There have been many studies addressing the
traditional genotype imputation methods which are
typically based on haplotype-clustering algorithms
(Scheet & Stephens, 2006) and hidden Markov
models (Marchini, Howie, Myers, McVean, &
Donnelly, 2007). BEAGLE is another imputation tool
based on a graphical model of a set of haplotypes
(Browning & Browning, 2009; Browning, Zhou, &
Browning, 2018). It works iteratively by fitting the
model to the current set of estimated haplotypes. Then
resampling of new estimated haplotypes for each
individual is conducted based on a fitted model. The
probabilities of missing genotypes are calculated
from the fitted model at the final iteration. Recently,
deep learning based methods, especially
autoencoders have shown great potential to impute
missing values (Beaulieu-Jones & Moore, 2017;
Duan, Lv, Liu, & Wang, 2016); for example Abdella
and Marwala proposed a method to approximate
missing data by using an autoencoder and genetic
algorithm (Abdella & Marwala, 2005).
In 2018, Lina proposed a Denoising Autoencoder
with Partial Loss (DAPL) method to predict missing
values in pan-cancer genomic analysis (Qiu, Zheng,
& Gavaert, 2018). They showed that the DAPL
method achieves better performance with less
computational burden over traditional imputation
methods.
In 2019, Chen and Shi proposed a deep model
called a Sparse Convolutional Denoising
Autoencoder (SCDA) to impute missing values of
human and yeast genotype data respectively (Chen &
Shi, 2019). This SCDA model achieves significant
imputation accuracy compared with popular
reference-free imputation methods.
In 2020, Lina proposed a deep learning
imputation framework for transcriptome and
methylome data using a Variational AutoEncoders
(VAE) and showed that it can be a preferable
alternative to traditional methods for data imputation,
especially in the setting of large-scale data and certain
missing-not-at-random scenarios (Qiu, Zheng, &
Gevaert, 2020).
On the other hand, there have been many research
addressing genome compression based on neural
networks. In 2006, Hinton and Salakhutdinov
proposed a method based on neural networks by using
a Restricted Boltzmann Machine (RBM) to reduce the
binary stochastic information and dimensions of the
data (Hinton & Salakhutdinov, 2006). In 2016, Sento
introduced a method for image compression using an
autoencoder (Sento, 2016). The accuracy of this
method is high, and results showed that Deep Neural
Network (DNN) could be efficient for image
compression purposes.
BIOINFORMATICS 2021 - 12th International Conference on Bioinformatics Models, Methods and Algorithms
102
In 2019, Wang and Zang proposed DeepDNA to
compress human mitochondrial genome data using
machine learning techniques. The method has a good
compression result in the population genome with
large redundancy, and in the single genome with
small redundancy (Wang, Zang, & Wang, 2019).
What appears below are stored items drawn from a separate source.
use std::path::PathBuf;
use thiserror::Error;

/// Central error type for the bootstrap launcher.
/// Every module returns `Result<T, LauncherError>`.
#[derive(Debug, Error)]
pub enum LauncherError {
    // ── Filesystem ──────────────────────────────────────
    #[error("IO error at {path:?}: {source}")]
    Io {
        path: PathBuf,
        source: std::io::Error,
    },

    #[error("Not enough free space at {path:?}: available={available} required={required}")]
    InsufficientSpace {
        path: PathBuf,
        available: u64,
        required: u64,
    },

    // ── Network ─────────────────────────────────────────
    #[error("HTTP request failed: {0}")]
    Http(#[from] reqwest::Error),

    #[error("Download failed for {url}: HTTP {status}")]
    DownloadFailed { url: String, status: u16 },

    #[error("Failed to write download to {path:?}: {source}")]
    DownloadWrite {
        path: PathBuf,
        source: std::io::Error,
    },

    // ── Integrity ───────────────────────────────────────
    #[error("SHA-256 mismatch for {path:?}: expected {expected}, got {actual}")]
    Sha256Mismatch {
        path: PathBuf,
        expected: String,
        actual: String,
    },

    // ── Install ─────────────────────────────────────────
    #[error("Archiver {program} exited with {code:?}")]
    ArchiverFailed { program: String, code: Option<i32> },

    #[error("Could not start archiver {program}: {source}")]
    ArchiverSpawn {
        program: String,
        source: std::io::Error,
    },

    #[error("Zip extraction error: {0}")]
    Zip(#[from] zip::result::ZipError),

    #[error("Invalid runtime package in {dir:?}: expected one top-level directory, found {found}")]
    InvalidPackage { dir: PathBuf, found: usize },

    // ── Registry ────────────────────────────────────────
    #[error("Registry key {key} unreadable: {source}")]
    Registry {
        key: String,
        source: std::io::Error,
    },

    // ── Launch ──────────────────────────────────────────
    #[error("Could not start {program:?}: {source}")]
    Launch {
        program: PathBuf,
        source: std::io::Error,
    },

    #[error("{program:?} exited during start-up with {code:?}")]
    ProcessExited {
        program: PathBuf,
        code: Option<i32>,
    },

    // ── Configuration ───────────────────────────────────
    #[error("Invalid configuration {path:?}: {message}")]
    Config { path: PathBuf, message: String },

    #[error("JSON error: {0}")]
    Json(#[from] serde_json::Error),

    // ── Generic ─────────────────────────────────────────
    #[error("{0}")]
    Other(String),
}

/// Convenience alias used throughout the crate.
pub type LauncherResult<T> = Result<T, LauncherError>;

impl From<std::io::Error> for LauncherError {
    fn from(source: std::io::Error) -> Self {
        LauncherError::Io {
            path: PathBuf::new(),
            source,
        }
    }
}

// ── Result codes ────────────────────────────────────────
// The installer reports its outcome as an integer: 0, an OS error code,
// or one of these sentinels when no OS code is attached.

pub const CODE_SUCCESS: i32 = 0;
pub const CODE_OTHER: i32 = -1;
pub const CODE_NETWORK: i32 = -2;
pub const CODE_INSTALL: i32 = -3;
pub const CODE_INVALID_PACKAGE: i32 = -4;
pub const CODE_INTEGRITY: i32 = -5;

impl LauncherError {
    /// Integer code for this error: the underlying OS error when there is
    /// one, otherwise a negative sentinel.
    pub fn code(&self) -> i32 {
        match self {
            LauncherError::Io { source, .. }
            | LauncherError::DownloadWrite { source, .. }
            | LauncherError::Registry { source, .. }
            | LauncherError::Launch { source, .. } => {
                source.raw_os_error().unwrap_or(CODE_OTHER)
            }
            LauncherError::ArchiverSpawn { source, .. } => {
                source.raw_os_error().unwrap_or(CODE_INSTALL)
            }
            LauncherError::Http(err) => os_code_in_chain(err).unwrap_or(CODE_NETWORK),
            LauncherError::DownloadFailed { .. } => CODE_NETWORK,
            LauncherError::ArchiverFailed { code, .. } => match code {
                Some(code) if *code != 0 => *code,
                _ => CODE_INSTALL,
            },
            LauncherError::ProcessExited { code, .. } => match code {
                Some(code) if *code != 0 => *code,
                _ => CODE_OTHER,
            },
            LauncherError::Zip(_) => CODE_INSTALL,
            LauncherError::InvalidPackage { .. } => CODE_INVALID_PACKAGE,
            LauncherError::Sha256Mismatch { .. } => CODE_INTEGRITY,
            LauncherError::InsufficientSpace { .. }
            | LauncherError::Config { .. }
            | LauncherError::Json(_)
            | LauncherError::Other(_) => CODE_OTHER,
        }
    }

    pub fn is_network(&self) -> bool {
        matches!(
            self,
            LauncherError::Http(_)
                | LauncherError::DownloadFailed { .. }
                | LauncherError::DownloadWrite { .. }
        )
    }
}

/// Maps an operation result to the installer's integer contract.
pub fn result_code<T>(result: &LauncherResult<T>) -> i32 {
    match result {
        Ok(_) => CODE_SUCCESS,
        Err(err) => err.code(),
    }
}

fn os_code_in_chain(err: &(dyn std::error::Error + 'static)) -> Option<i32> {
    let mut current = err.source();
    while let Some(inner) = current {
        if let Some(io) = inner.downcast_ref::<std::io::Error>() {
            if let Some(code) = io.raw_os_error() {
                return Some(code);
            }
        }
        current = inner.source();
    }
    None
}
As a recent paper, Absardi and Javidan introduced
a fast reference free genome compression using
Autoencoder to reduce the compression time and to
keep the compression ratio on an acceptable level
(Absardi & Javidan, 2019).
Above mentioned works have discussed either
missing value imputation, or genome-wide
polymorphism data compression individually. There
is no study has been done to impute missing values
and compress genome-wide polymorphisms data at a
time using a separated network. Hence in this study,
a deep learning method Autoencoder Genome
Imputation and Compression (AGIC) has been
introduced which can impute missing values and
compress genome-wide polymorphism data at a time
using a separated stacked autoencoder.
3 METHODS
A deep learning method AGIC comprises a few steps
which are shown in Figure 1. In the first step, the
genome-wide polymorphism data (genotype data) has
been read. Therefore, the genotype data has been pre-
processed by imputing missing values and then
converted into one hot encode. After processing the
categorical values through one hot encoding, an input
data splitting technique has been performed to reduce
the calculation time. Then, an autoencoder model has
been trained by taking each split portion of data as an
input. By training the autoencoder, the compression
and decompression have been done with encoder and
decoder, respectively. Finally, the model has been
evaluated by calculating the compression loss,
compression time and accuracy of imputing missing
values.
All experiments in this study have been conducted
on a PC with an Intel(R) Core(TM) i9-9900K, 3.60
GHz CPU, 32 GB RAM and 64 bit Windows 10
operating system.
3.1 Dataset
The genotype data used in this study was obtained
from a multiparent advanced generation intercross
(MAGIC) population derived from eight indica rice
varieties (Fedearroz 50, Shan-Huang Zhang-2,
IRRI123, IR77186-122-2-2-3, IR77298-14-1-2-10,
IR4630-22-2-5-1-3, IR45427-2B-2-2B-1-1, Sambha
Mahsuri + Sub1). The dataset comprises genotypes of
genome-wide polymorphisms of 1,316 lines for
27,041 SNPs in an excel file. This dataset contains 12
chromosomes and 4 bases of Rice DNA A (Adenine),
C (Cytosine), G (Guanine) and T (Thymine).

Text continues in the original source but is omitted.